For non-managers, this is the curse of "other tasks as necessary," though it's part of the larger problem of workplace imbalances of power and accountability.
Here's another link about fatigue that I think I included last week, but I'd like you to read it again from a museum-worker perspective. With institutions gearing up for "more normal" working hours, will disabled and other marginalized workers go back to being workplace afterthoughts, now that the abled majority have officially declared Zoom exhausting? Just something to think about, readers …
Now, on to curiosity and capitalism …
I recently subscribed to the Truthout newsletter and found this podcast transcript on why work isn't fulfilling … could it be the capitalist extraction of value? (It's an important counter to the articles on finding purpose in your work—or, as a leader, helping your workers find purpose, lest they leave.)
Beyond capitalism's well-known gendering of free household labor, there's a racial aspect to capitalism, described in this Harvard Business Review article on how oppressed communities practiced a more humane form for their own opportunity and safety. (Working classes often get left to scrounge for their own capitalist scraps while the rich get state socialism.)

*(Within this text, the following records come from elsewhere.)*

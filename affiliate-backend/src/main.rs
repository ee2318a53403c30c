// affiliate-backend/src/main.rs
use std::sync::Arc;

use axum::middleware::from_fn_with_state;
use axum::Router;
use tokio::net::TcpListener;
use tower_http::cors::{Any, CorsLayer};
use tower_http::trace::TraceLayer;
use tracing_subscriber::{fmt, layer::SubscriberExt, util::SubscriberInitExt, EnvFilter};

use affiliate_backend::api::handlers::{
    admin_handler::admin_router, auth_handler::auth_router, campaign_handler::campaign_router,
    dashboard_handler::dashboard_router, link_handler::link_router, mlink_handler::mlink_router,
    report_handler::report_router,
};
use affiliate_backend::api::AppState;
use affiliate_backend::config::AppConfig;
use affiliate_backend::db::create_db_pool;
use affiliate_backend::middleware::auth::auth_middleware;

#[tokio::main]
async fn main() -> Result<(), Box<dyn std::error::Error>> {
    dotenvy::dotenv().ok();

    // トレーシングの設定
    tracing_subscriber::registry()
        .with(
            EnvFilter::try_from_default_env()
                .unwrap_or_else(|_| "affiliate_backend=info,tower_http=info".into()),
        )
        .with(fmt::layer())
        .init();

    tracing::info!("Starting affiliate backend server...");

    // 設定を読み込む
    let app_config = Arc::new(AppConfig::from_env().expect("Failed to load configuration"));
    tracing::info!(environment = %app_config.environment, "Configuration loaded");

    // データベース接続を作成
    let db_pool = create_db_pool(&app_config)
        .await
        .expect("Failed to create database pool");
    tracing::info!("Database pool created successfully.");

    // アプリケーション状態の構築
    let app_state = AppState::new(db_pool, app_config.clone()).expect("Failed to build app state");

    // ルーターの設定
    let app_router = Router::new()
        .merge(auth_router(app_state.clone()))
        .merge(link_router(app_state.clone()))
        .merge(report_router(app_state.clone()))
        .merge(campaign_router(app_state.clone()))
        .merge(admin_router(app_state.clone()))
        .merge(dashboard_router(app_state.clone()))
        .merge(mlink_router(app_state.clone()))
        .layer(from_fn_with_state(app_state.clone(), auth_middleware))
        .layer(
            CorsLayer::new()
                .allow_origin(Any)
                .allow_methods(Any)
                .allow_headers(Any),
        )
        .layer(TraceLayer::new_for_http());

    // サーバーの起動
    let server_addr = app_config.server_addr();
    tracing::info!("Router configured. Server listening on {}", server_addr);

    let listener = TcpListener::bind(&server_addr).await?;
    axum::serve(listener, app_router.into_make_service()).await?;

    Ok(())
}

Capitalism is also a driver of environmental degradation. The growing staff-led linkages of museums and the climate catastrophe, described here in this article from Medium, will inevitably have an anticapitalist tinge, as they should.
On the curiosity front, read this newsletter from org culture guru Stowe Boyd. He mentions a piece which posits a type of organizational obsessive certainty disorder (while I think many org culture writers, including me, have made casual mental illness analogies too easily, the point is important; it reminds me of my posts that museums are obsessed with never being wrong and the smarts of their workers). Also check out Boyd's most read post on work skills for the "postnormal"). That piece he mentioned above linked to this 2018 Harvard Business Review article on "the five dimensions of curiosity."
Why am I putting together capitalism and curiosity? A couple of reasons. First, capitalism, as practiced in organizations like museums, is about certainty and order (no, it's not the "wild west"), and curiosity is a repudiation of workers only doing what they're told by superiors who have agency and autonomy.
And, yet, an organization which provides these opportunities for worker agency and autonomy (made possible by providing TMPR: time, money, people, and resources) will innovate and succeed better; for museums, this means they will connect staff and collections and audiences better, in a more humane way. (Are you reading Mike Murawski's Museums as Agents of Change yet?) This might be a little chaotic at first, but what hasn't been chaotic in the past year? At the very least, organizations need to offer intentional, planned learning which builds from and feeds into worker curiosity. While museum workers are stressed out by a lack of certainty, secrecy and siloing contributes more to uncertainty-driven stress than a simple lack of answers.
I hope you enjoy these links! See you next week, when I continue with the four part series on TMPR.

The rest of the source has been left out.